Emergence of Candida auris has been described as a global health threat due to its ability to cause invasive infections with high mortality rate and multidrug resistance. Novel drugs and therapies are required to target this organism and its pathogenicity. Anti-virulence approach and combination therapy have been proposed as alternatives in recent years. This study evaluated the virulence factors in C. auris, combination antifungal activity of phenolic compounds with antifungal drugs and determined effect of the most active compound on positive pathogenicity markers of C. auris. Antifungal susceptibility profile of 25 clinical isolates of C. auris against antifungal agents as well as against phenolic compounds was obtained using CLSI guidelines. Combination of the most active phenolic compound with antifungal drugs was determined. Effect of carvacrol on the virulence factors was also studied. Carvacrol was the most active phenol with median MIC of 125 µg/ml and its combination with fluconazole, amphotericin B, nystatin and caspofungin resulted synergistic and additive effects in 68%, 64%, 96% and 28%, respectively. Combination also reduced the MIC values of the drugs. All test strains showed adherence ability to epithelial cells and 96% of strains produced proteinase.
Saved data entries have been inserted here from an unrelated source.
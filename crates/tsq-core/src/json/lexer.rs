//! Lexer for JSON documents.
//!
//! Produces span-based tokens without storing text. Consecutive characters that
//! match no token are coalesced into a single `Garbage` token.

use logos::Logos;
use rowan::TextRange;
use std::ops::Range;

#[derive(Logos, Debug, Clone, Copy, PartialEq, Eq, Hash)]
pub enum TokenKind {
    #[token("{")]
    BraceOpen,

    #[token("}")]
    BraceClose,

    #[token("[")]
    BracketOpen,

    #[token("]")]
    BracketClose,

    #[token(":")]
    Colon,

    #[token(",")]
    Comma,

    #[token("true")]
    True,

    #[token("false")]
    False,

    #[token("null")]
    Null,

    /// Quoted string including both quotes. Escapes are validated when the value is decoded.
    #[regex(r#""(?:[^"\\\x00-\x1F]|\\.)*""#)]
    String,

    #[regex(r"-?(?:0|[1-9][0-9]*)(?:\.[0-9]+)?(?:[eE][+-]?[0-9]+)?")]
    Number,

    #[regex(r"[ \t\r\n]+")]
    Whitespace,

    /// Coalesced unrecognized characters
    Garbage,
}

#[derive(Debug, Clone, Copy, PartialEq, Eq)]
pub struct Token {
    pub kind: TokenKind,
    pub span: TextRange,
}

impl Token {
    #[inline]
    pub fn new(kind: TokenKind, span: TextRange) -> Self {
        Self { kind, span }
    }

    #[inline]
    pub fn start(&self) -> usize {
        self.span.start().into()
    }
}

fn range_to_text_range(range: Range<usize>) -> TextRange {
    TextRange::new((range.start as u32).into(), (range.end as u32).into())
}

/// Tokenizes JSON source, dropping whitespace.
pub fn lex(source: &str) -> Vec<Token> {
    let mut tokens = Vec::new();
    let mut lexer = TokenKind::lexer(source);
    let mut error_start: Option<usize> = None;

    loop {
        match lexer.next() {
            Some(Ok(kind)) => {
                if let Some(start) = error_start.take() {
                    let end = lexer.span().start;
                    tokens.push(Token::new(
                        TokenKind::Garbage,
                        range_to_text_range(start..end),
                    ));
                }
                if kind != TokenKind::Whitespace {
                    tokens.push(Token::new(kind, range_to_text_range(lexer.span())));
                }
            }
            Some(Err(())) => {
                if error_start.is_none() {
                    error_start = Some(lexer.span().start);
                }
            }
            None => {
                if let Some(start) = error_start.take() {
                    tokens.push(Token::new(
                        TokenKind::Garbage,
                        range_to_text_range(start..source.len()),
                    ));
                }
                break;
            }
        }
    }

    tokens
}

/// Decodes the contents of a string token (quotes included).
///
/// Returns `None` on an invalid escape or an unpaired surrogate.
pub fn unescape(raw: &str) -> Option<String> {
    let inner = raw.strip_prefix('"')?.strip_suffix('"')?;
    if !inner.contains('\\') {
        return Some(inner.to_owned());
    }

    let mut out = String::with_capacity(inner.len());
    let mut chars = inner.chars();
    while let Some(c) = chars.next() {
        if c != '\\' {
            out.push(c);
            continue;
        }
        match chars.next()? {
            '"' => out.push('"'),
            '\\' => out.push('\\'),
            '/' => out.push('/'),
            'b' => out.push('\u{8}'),
            'f' => out.push('\u{c}'),
            'n' => out.push('\n'),
            'r' => out.push('\r'),
            't' => out.push('\t'),
            'u' => {
                let high = hex4(&mut chars)?;
                let code = if (0xD800..0xDC00).contains(&high) {
                    if chars.next()? != '\\' || chars.next()? != 'u' {
                        return None;
                    }
                    let low = hex4(&mut chars)?;
                    if !(0xDC00..0xE000).contains(&low) {
                        return None;
                    }
                    0x10000 + ((high - 0xD800) << 10) + (low - 0xDC00)
                } else {
                    high
                };
                out.push(char::from_u32(code)?);
            }
            _ => return None,
        }
    }
    Some(out)
}

fn hex4(chars: &mut std::str::Chars<'_>) -> Option<u32> {
    let mut value = 0;
    for _ in 0..4 {
        value = value * 16 + chars.next()?.to_digit(16)?;
    }
    Some(value)
}
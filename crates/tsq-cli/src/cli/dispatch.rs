//! Dispatch logic: extract params from ArgMatches and convert to command args.

use std::path::PathBuf;

use clap::ArgMatches;
use tsq_lib::DEFAULT_INDENT_WIDTH;

use super::{ColorChoice, OutputFormat};
use crate::commands::check::CheckArgs;
use crate::commands::definition::DefinitionArgs;
use crate::commands::langs::LangsArgs;
use crate::commands::outline::OutlineArgs;
use crate::commands::tree::TreeArgs;

pub struct CheckParams {
    pub path: PathBuf,
    pub lang: Option<String>,
    pub format: OutputFormat,
    pub color: ColorChoice,
}

impl CheckParams {
    pub fn from_matches(m: &ArgMatches) -> Self {
        Self {
            path: parse_path(m),
            lang: m.get_one::<String>("lang").cloned(),
            format: parse_format(m),
            color: parse_color(m),
        }
    }
}

impl From<CheckParams> for CheckArgs {
    fn from(p: CheckParams) -> Self {
        Self {
            path: p.path,
            lang: p.lang,
            json: p.format == OutputFormat::Json,
            color: p.color.should_colorize(),
        }
    }
}

pub struct TreeParams {
    pub path: PathBuf,
    pub lang: Option<String>,
    pub raw: bool,
    pub indent: usize,
}

impl TreeParams {
    pub fn from_matches(m: &ArgMatches) -> Self {
        Self {
            path: parse_path(m),
            lang: m.get_one::<String>("lang").cloned(),
            raw: m.get_flag("raw"),
            indent: m.get_one::<usize>("indent").copied().unwrap_or(DEFAULT_INDENT_WIDTH),
        }
    }
}

impl From<TreeParams> for TreeArgs {
    fn from(p: TreeParams) -> Self {
        Self {
            path: p.path,
            lang: p.lang,
            raw: p.raw,
            indent: p.indent,
        }
    }
}

pub struct OutlineParams {
    pub path: PathBuf,
    pub format: OutputFormat,
}

impl OutlineParams {
    pub fn from_matches(m: &ArgMatches) -> Self {
        Self {
            path: parse_path(m),
            format: parse_format(m),
        }
    }
}

impl From<OutlineParams> for OutlineArgs {
    fn from(p: OutlineParams) -> Self {
        Self {
            path: p.path,
            json: p.format == OutputFormat::Json,
        }
    }
}

pub struct DefinitionParams {
    pub path: PathBuf,
    pub line: u32,
    pub column: u32,
    pub format: OutputFormat,
}

impl DefinitionParams {
    pub fn from_matches(m: &ArgMatches) -> Self {
        Self {
            path: parse_path(m),
            line: m.get_one::<u32>("line").copied().unwrap_or_default(),
            column: m.get_one::<u32>("column").copied().unwrap_or_default(),
            format: parse_format(m),
        }
    }
}

impl From<DefinitionParams> for DefinitionArgs {
    fn from(p: DefinitionParams) -> Self {
        Self {
            path: p.path,
            line: p.line,
            column: p.column,
            json: p.format == OutputFormat::Json,
        }
    }
}

pub struct LangsParams {
    pub format: OutputFormat,
}

impl LangsParams {
    pub fn from_matches(m: &ArgMatches) -> Self {
        Self {
            format: parse_format(m),
        }
    }
}

impl From<LangsParams> for LangsArgs {
    fn from(p: LangsParams) -> Self {
        Self {
            json: p.format == OutputFormat::Json,
        }
    }
}

/// Required positional; clap rejects the command line before this runs.
fn parse_path(m: &ArgMatches) -> PathBuf {
    m.get_one::<PathBuf>("file").cloned().unwrap_or_default()
}

/// Parse --format flag into OutputFormat.
fn parse_format(m: &ArgMatches) -> OutputFormat {
    match m.get_one::<String>("format").map(|s| s.as_str()) {
        Some("json") => OutputFormat::Json,
        _ => OutputFormat::Text,
    }
}

/// Parse --color flag into ColorChoice.
fn parse_color(m: &ArgMatches) -> ColorChoice {
    match m.get_one::<String>("color").map(|s| s.as_str()) {
        Some("always") => ColorChoice::Always,
        Some("never") => ColorChoice::Never,
        _ => ColorChoice::Auto,
    }
}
None of the strains produced hyphae and phospholipase. At low concentrations, carvacrol significantly inhibited the adherence ability and proteinase production (both p < 0.01). Carvacrol has antifungal and anti-virulence activity against C. auris. It also showed an enhanced antifungal activity in combination with antifungal agents. Therefore it has potential to be developed into a novel antifungal agent.